Hospice workers bring comfort to those in transition – passing from one life to another. They advocate for the needs brought about by this transition. They offer compassion and support to those suffering in the transition – and they are reminders of hope for what may emerge.
Trailblazers can be thought of as pioneers, forging ahead to create a new future. They free themselves of the constraints of the system, take risks and develop new networks that inform the emergent. These trailblazers are really partner-builders, desiring to connect with others because they know that they alone cannot realize the dream.
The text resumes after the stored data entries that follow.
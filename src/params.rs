//! Chunking parameters.
//!
//! ## The Problem
//!
//! Parameters arrive from interactive controls: a strategy picker, size and
//! overlap sliders, a free-text delimiter box. Any of them can be out of range
//! at any moment, and `overlap >= size` would stall a naive sliding window.
//!
//! ## Two Ways In
//!
//! - [`ChunkParams::clamp`] pulls values into range. This is what an input
//!   boundary should use: the user never sees an "invalid parameter" error,
//!   the control just stops at its limit.
//! - [`ChunkParams::validate`] is strict and reports the first violation, for
//!   callers that would rather fail than silently adjust.
//!
//! ```rust
//! use docslab::{ChunkParams, ParamLimits, Strategy};
//!
//! let params = ChunkParams::new(Strategy::Fixed).with_size(200).with_overlap(500);
//! assert!(params.validate().is_err());
//!
//! let params = params.clamp(&ParamLimits::default());
//! assert_eq!(params.chunk_overlap, 199);
//! assert!(params.validate().is_ok());
//! ```
//!
//! Parameters are plain immutable values passed into the chunkers, and they
//! serialize with the same camelCase field names used in persisted chunk
//! metadata.

use serde::{Deserialize, Serialize};

use crate::{Chunker, DelimiterChunker, Error, FixedChunker, ParagraphChunker, RecursiveChunker, Result};

/// Which chunking algorithm to run.
#[derive(Debug, Clone, Copy, PartialEq, Eq, Hash, Serialize, Deserialize)]
#[serde(rename_all = "lowercase")]
pub enum Strategy {
    /// Fixed-size sliding window over the full text.
    Fixed,
    /// Literal delimiter split over the full text.
    Delimiter,
    /// Blank-line paragraph split over the full text.
    ///
    /// Persisted as `"semantic"`, which is the name existing records use.
    #[serde(rename = "semantic", alias = "paragraph")]
    Paragraph,
    /// One chunk per parsed segment (e.g. per page).
    Page,
    /// Fixed-size sliding window inside each segment.
    Length,
    /// Recursive separator-based split over the full text.
    Recursive,
}

impl Strategy {
    /// All strategies.
    pub const ALL: [Self; 6] = [
        Self::Fixed,
        Self::Delimiter,
        Self::Paragraph,
        Self::Page,
        Self::Length,
        Self::Recursive,
    ];

    /// The persisted name.
    #[must_use]
    pub const fn as_str(self) -> &'static str {
        match self {
            Self::Fixed => "fixed",
            Self::Delimiter => "delimiter",
            Self::Paragraph => "semantic",
            Self::Page => "page",
            Self::Length => "length",
            Self::Recursive => "recursive",
        }
    }

    /// Whether this strategy cuts each segment on its own.
    #[must_use]
    pub const fn is_per_segment(self) -> bool {
        matches!(self, Self::Page | Self::Length)
    }

    /// Whether `chunk_size` and `chunk_overlap` affect the output.
    #[must_use]
    pub const fn uses_size(self) -> bool {
        matches!(self, Self::Fixed | Self::Length | Self::Recursive)
    }
}

impl std::fmt::Display for Strategy {
    fn fmt(&self, f: &mut std::fmt::Formatter<'_>) -> std::fmt::Result {
        f.write_str(self.as_str())
    }
}

/// Bounds enforced by [`ChunkParams::clamp`].
#[derive(Debug, Clone, Copy, PartialEq, Eq, Serialize, Deserialize)]
pub struct ParamLimits {
    /// Smallest allowed chunk size.
    pub min_size: usize,
    /// Largest allowed chunk size.
    pub max_size: usize,
    /// Minimum distance between overlap and size (`overlap <= size - min_gap`).
    pub min_gap: usize,
}

impl ParamLimits {
    /// Limits of the manual upload form: 100 to 5000 characters.
    #[must_use]
    pub const fn manual_upload() -> Self {
        Self {
            min_size: 100,
            max_size: 5000,
            min_gap: 1,
        }
    }
}

impl Default for ParamLimits {
    fn default() -> Self {
        Self {
            min_size: 1,
            max_size: 100_000,
            min_gap: 1,
        }
    }
}

/// Strategy plus its parameters.
///
/// `chunk_size` and `chunk_overlap` count characters and only matter for
/// strategies where [`Strategy::uses_size`] holds; `delimiter` only matters
/// for [`Strategy::Delimiter`].
#[derive(Debug, Clone, PartialEq, Eq, Hash, Serialize, Deserialize)]
#[serde(rename_all = "camelCase", default)]
pub struct ChunkParams {
    /// Algorithm to run.
    pub strategy: Strategy,
    /// Target chunk length in characters.
    pub chunk_size: usize,
    /// Characters shared by consecutive chunks.
    pub chunk_overlap: usize,
    /// Literal split marker.
    pub delimiter: String,
}

impl Default for ChunkParams {
    fn default() -> Self {
        Self {
            strategy: Strategy::Fixed,
            chunk_size: 500,
            chunk_overlap: 50,
            delimiter: "## ".to_string(),
        }
    }
}

impl ChunkParams {
    /// Defaults for `strategy`.
    #[must_use]
    pub fn new(strategy: Strategy) -> Self {
        Self {
            strategy,
            ..Self::default()
        }
    }

    /// Settings of the automatic ingestion pipeline: recursive, 1000 / 200.
    #[must_use]
    pub fn ingestion() -> Self {
        Self {
            strategy: Strategy::Recursive,
            chunk_size: 1000,
            chunk_overlap: 200,
            ..Self::default()
        }
    }

    /// Settings of the manual upload dialog: per page, 1000 / 200.
    ///
    /// Pair with [`ParamLimits::manual_upload`].
    #[must_use]
    pub fn manual_upload() -> Self {
        Self {
            strategy: Strategy::Page,
            chunk_size: 1000,
            chunk_overlap: 200,
            ..Self::default()
        }
    }

    /// Set the chunk size.
    #[must_use]
    pub fn with_size(mut self, size: usize) -> Self {
        self.chunk_size = size;
        self
    }

    /// Set the overlap.
    #[must_use]
    pub fn with_overlap(mut self, overlap: usize) -> Self {
        self.chunk_overlap = overlap;
        self
    }

    /// Set the delimiter.
    #[must_use]
    pub fn with_delimiter(mut self, delimiter: impl Into<String>) -> Self {
        self.delimiter = delimiter.into();
        self
    }

    /// Pull size and overlap into `limits`.
    ///
    /// Afterwards `overlap < size` always holds.
    #[must_use]
    pub fn clamp(mut self, limits: &ParamLimits) -> Self {
        let min_size = limits.min_size.max(1);
        let max_size = limits.max_size.max(min_size);
        self.chunk_size = self.chunk_size.clamp(min_size, max_size);

        let max_overlap = self.chunk_size.saturating_sub(limits.min_gap.max(1));
        self.chunk_overlap = self.chunk_overlap.min(max_overlap);
        self
    }

    /// Check the parameters the strategy actually uses.
    ///
    /// # Errors
    ///
    /// [`Error::InvalidChunkSize`] when a size-based strategy has size 0, and
    /// [`Error::OverlapExceedsSize`] when `overlap >= size`.
    pub fn validate(&self) -> Result<()> {
        if !self.strategy.uses_size() {
            return Ok(());
        }
        if self.chunk_size == 0 {
            return Err(Error::InvalidChunkSize(self.chunk_size));
        }
        if self.chunk_overlap >= self.chunk_size {
            return Err(Error::OverlapExceedsSize {
                size: self.chunk_size,
                overlap: self.chunk_overlap,
            });
        }
        Ok(())
    }

    /// The sliding window for `Fixed` and `Length`.
    #[must_use]
    pub const fn window(&self) -> FixedChunker {
        FixedChunker::new(self.chunk_size, self.chunk_overlap)
    }

    /// The whole-document chunker, or `None` for per-segment strategies.
    #[must_use]
    pub fn chunker(&self) -> Option<Box<dyn Chunker>> {
        match self.strategy {
            Strategy::Fixed => Some(Box::new(self.window())),
            Strategy::Delimiter => Some(Box::new(DelimiterChunker::new(self.delimiter.clone()))),
            Strategy::Paragraph => Some(Box::new(ParagraphChunker)),
            Strategy::Recursive => Some(Box::new(
                RecursiveChunker::with_defaults(self.chunk_size).with_overlap(self.chunk_overlap),
            )),
            Strategy::Page | Strategy::Length => None,
        }
    }
}
//! Recursive character splitting (LangChain-style).
//!
//! Tries progressively finer separators until chunks fit within the size limit.
//! This is the strategy used for automatic ingestion, where nobody tunes
//! parameters by hand.
//!
//! ## The Algorithm
//!
//! Given separators `["\n\n", "\n", "。", ".", " "]` and max_size `100`:
//!
//! ```text
//! 1. Split on "\n\n" (paragraphs), keeping the separator on each piece
//! 2. Greedily merge adjacent pieces while the merged chunk fits
//! 3. Any piece > 100 chars: split it again on the next separator
//! 4. No separators left: force split every 100 chars
//! ```
//!
//! Separators stay attached to the piece before them, so every slab is a
//! verbatim slice. Sizes count characters.
//!
//! ## Overlap
//!
//! With [`RecursiveChunker::with_overlap`], a new chunk starts with the
//! trailing pieces of the previous one, as many as fit in the overlap:
//!
//! ```text
//! pieces (chars): A=4 B=3 C=5 D=4     max_size = 10, overlap = 4
//!
//! Chunk 0: A B      (7)
//! Chunk 1: B C      (8)  <- B repeated; A + B would exceed the overlap
//! Chunk 2: D        (4)  <- C alone is longer than the overlap
//! ```
//!
//! Without overlap, concatenating the chunks reproduces the input exactly.
//!
//! ## Default Separators
//!
//! The defaults cover both Western and CJK sentence punctuation:
//!
//! ```text
//! ["\n\n", "\n", "。", "！", "？", ".", "!", "?", " "]
//! ```

use std::collections::VecDeque;

use crate::{CharMap, Chunker, FixedChunker, Slab};

/// Separator hierarchy used for automatic ingestion.
pub const DEFAULT_SEPARATORS: &[&str] = &["\n\n", "\n", "。", "！", "？", ".", "!", "?", " "];

/// Recursive character splitter.
///
/// Splits text using a hierarchy of separators, trying the coarsest first.
///
/// ## Example
///
/// ```rust
/// use docslab::{Chunker, RecursiveChunker};
///
/// let chunker = RecursiveChunker::new(50, &["\n\n", "\n", ". ", " "]);
/// let text = "Paragraph one.\n\nParagraph two is longer and might need splitting.";
/// let slabs = chunker.chunk(text);
///
/// assert!(slabs.iter().all(|s| s.char_len() <= 50));
///
/// let rebuilt: String = slabs.iter().map(|s| s.text.as_str()).collect();
/// assert_eq!(rebuilt, text);
/// ```
#[derive(Debug, Clone, PartialEq, Eq)]
pub struct RecursiveChunker {
    max_size: usize,
    overlap: usize,
    separators: Vec<String>,
}

impl RecursiveChunker {
    /// Create a new recursive chunker.
    ///
    /// # Arguments
    ///
    /// * `max_size` - Maximum chunk size in characters (at least 1)
    /// * `separators` - Hierarchy of separators, coarsest first
    #[must_use]
    pub fn new(max_size: usize, separators: &[&str]) -> Self {
        Self {
            max_size: max_size.max(1),
            overlap: 0,
            separators: separators
                .iter()
                .filter(|s| !s.is_empty())
                .map(|&s| s.to_string())
                .collect(),
        }
    }

    /// Create a chunker with [`DEFAULT_SEPARATORS`].
    #[must_use]
    pub fn with_defaults(max_size: usize) -> Self {
        Self::new(max_size, DEFAULT_SEPARATORS)
    }

    /// Create a chunker with separators for Markdown.
    #[must_use]
    pub fn markdown(max_size: usize) -> Self {
        Self::new(max_size, &["\n## ", "\n### ", "\n\n", "\n", ". ", " "])
    }

    /// Repeat up to `overlap` trailing characters of each chunk at the start
    /// of the next one.
    ///
    /// The repeated text is made of whole pieces, so it always begins right
    /// after a separator. Chunks still never exceed the maximum size.
    #[must_use]
    pub fn with_overlap(mut self, overlap: usize) -> Self {
        self.overlap = overlap;
        self
    }

    /// Maximum chunk size in characters.
    #[must_use]
    pub const fn max_size(&self) -> usize {
        self.max_size
    }

    /// Overlap in characters.
    #[must_use]
    pub const fn overlap(&self) -> usize {
        self.overlap
    }

    /// Recursively split `text` (located at byte `base` of the document)
    /// into byte ranges using separators from `sep_index` on.
    fn split_recursive(&self, text: &str, base: usize, sep_index: usize, out: &mut Vec<(usize, usize)>) {
        if text.chars().count() <= self.max_size {
            if !text.is_empty() {
                out.push((base, base + text.len()));
            }
            return;
        }

        let Some(sep) = self.separators.get(sep_index) else {
            self.force_split(text, base, out);
            return;
        };

        if !text.contains(sep.as_str()) {
            self.split_recursive(text, base, sep_index + 1, out);
            return;
        }

        let mut pieces = Vec::new();
        let mut pos = 0;
        for (at, _) in text.match_indices(sep.as_str()) {
            let end = at + sep.len();
            pieces.push((pos, end));
            pos = end;
        }
        if pos < text.len() {
            pieces.push((pos, text.len()));
        }

        // Window of whole pieces: (start, end, chars)
        let mut window: VecDeque<(usize, usize, usize)> = VecDeque::new();
        let mut window_chars = 0;

        for (start, end) in pieces {
            let chars = text[start..end].chars().count();

            if chars > self.max_size {
                Self::emit(&window, base, out);
                window.clear();
                window_chars = 0;
                self.split_recursive(&text[start..end], base + start, sep_index + 1, out);
                continue;
            }

            if window_chars + chars > self.max_size && !window.is_empty() {
                Self::emit(&window, base, out);
                // Keep trailing pieces as the overlap of the next chunk
                while window_chars > self.overlap
                    || (window_chars > 0 && window_chars + chars > self.max_size)
                {
                    let Some((_, _, dropped)) = window.pop_front() else {
                        break;
                    };
                    window_chars -= dropped;
                }
            }

            window.push_back((start, end, chars));
            window_chars += chars;
        }

        Self::emit(&window, base, out);
    }

    /// Push the span covered by `window`, if any.
    fn emit(window: &VecDeque<(usize, usize, usize)>, base: usize, out: &mut Vec<(usize, usize)>) {
        if let (Some(first), Some(last)) = (window.front(), window.back()) {
            out.push((base + first.0, base + last.1));
        }
    }

    /// Force split at character boundaries when no separator works.
    fn force_split(&self, text: &str, base: usize, out: &mut Vec<(usize, usize)>) {
        let map = CharMap::new(text);
        out.extend(
            FixedChunker::new(self.max_size, self.overlap)
                .windows(map.char_len())
                .into_iter()
                .map(|(start, end)| (base + map.byte_of(start), base + map.byte_of(end))),
        );
    }
}

impl Chunker for RecursiveChunker {
    fn chunk(&self, text: &str) -> Vec<Slab> {
        if text.is_empty() {
            return vec![];
        }

        let mut ranges = Vec::with_capacity(self.estimate_chunks(text.len()));
        self.split_recursive(text, 0, 0, &mut ranges);

        ranges
            .into_iter()
            .enumerate()
            .map(|(index, (start, end))| Slab::new(&text[start..end], start, end, index))
            .collect()
    }

    fn estimate_chunks(&self, text_len: usize) -> usize {
        (text_len / self.max_size).max(1)
    }
}
//! Aggregate chunk statistics for tuning parameters interactively.

use serde::{Deserialize, Serialize};

use crate::Slab;

/// Count and length figures of one chunk set, in characters.
///
/// All fields are zero for an empty set. For a non-empty set
/// `min_length <= avg_length <= max_length`, and `total_chars` is the sum of
/// all chunk lengths.
///
/// ```rust
/// use docslab::{Chunker, ChunkStats, FixedChunker};
///
/// let slabs = FixedChunker::new(10, 3).chunk("abcdefghijklmnopqrstuvwxy");
/// let stats = ChunkStats::from_slabs(&slabs);
///
/// assert_eq!(stats.total_chunks, 4);
/// assert_eq!(stats.total_chars, 34);
/// assert_eq!(stats.avg_length, 9); // 8.5 rounds up
/// assert_eq!((stats.min_length, stats.max_length), (4, 10));
/// ```
#[derive(Debug, Clone, Copy, Default, PartialEq, Eq, Serialize, Deserialize)]
#[serde(rename_all = "camelCase")]
pub struct ChunkStats {
    /// Number of chunks.
    pub total_chunks: usize,
    /// Sum of chunk lengths.
    pub total_chars: usize,
    /// Mean chunk length, rounded half up.
    pub avg_length: usize,
    /// Shortest chunk.
    pub min_length: usize,
    /// Longest chunk.
    pub max_length: usize,
}

impl ChunkStats {
    /// Statistics over slab character lengths.
    #[must_use]
    pub fn from_slabs(slabs: &[Slab]) -> Self {
        Self::from_lengths(slabs.iter().map(Slab::char_len))
    }

    /// Statistics over arbitrary lengths. Single pass.
    #[must_use]
    pub fn from_lengths(lengths: impl IntoIterator<Item = usize>) -> Self {
        let mut stats = Self {
            min_length: usize::MAX,
            ..Self::default()
        };

        for len in lengths {
            stats.total_chunks += 1;
            stats.total_chars += len;
            stats.min_length = stats.min_length.min(len);
            stats.max_length = stats.max_length.max(len);
        }

        if stats.total_chunks == 0 {
            return Self::default();
        }

        let n = stats.total_chunks;
        stats.avg_length = (2 * stats.total_chars + n) / (2 * n);
        stats
    }

    /// Whether the set was empty.
    #[must_use]
    pub const fn is_empty(&self) -> bool {
        self.total_chunks == 0
    }
}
(Excerpted from Linda Buck CSL, 2019)
I find that this model not only describes where many of us, whether religious communities, political bodies, nations, organizations, families or individuals, are finding ourselves, but most importantly, it offers a model that values our various expressions of spirit for the essential part they play in supporting a greater transformation. Rather than succumbing to the more-than-familiar dualism of “who’s right and wrong” that is a reflection of the traditional patriarchal model we’ve known, we can recognize the value of the different gifts and approaches each of us can bring to this dynamic and challenging situation.
The second model, the 360° Leadership Tool, is based on the Leadership Circle, founded by Bob Anderson. Each of the CLDP attendees completed the 360° profile, and it provided helpful insights into our “creative competencies” and “reactive tendencies” that can impact effective leadership. Creative competencies, characteristics that include qualities such as compassion, community concern and systems thinker, support the psychological, emotional and spiritual skills and gifts especially needed for this “diaspora” moment. Our reactive tendencies, such as passive, critical or autocratic, can serve to maintain the ineffective but familiar systems that limit our way forward.
Using the 360° Leadership Tool in conjunction with the Two-Loop Theory, we can use our creative competencies to carry out the four roles in which we can best serve.
Living in Ways that a Deeper Calling Envisions
As people grounded in a deep spirituality, we are blessed with an awareness of a reality unlimited and undefined by the structures and systems in which we find ourselves. Tools such as the Two-Loop Theory and 360° Leadership Tool can help us manifest that reality as we experience transformation of both our individual selves and the world in which we live. As people informed by Spirit, we are called to live in ways that model an alternative community, spirituality and mission that a deeper calling envisions. As we learned in LCWR’s “However Long the Night,” in the words of Krista Clements Orlan MA, FSPA Affiliate, ongoing leadership development director, “Women religious are called to be models of radical acceptance and courageous vision as we move into the future. … Our courage in responding creatively to reality will be an inspiration to others during these difficult and often chaotic times.”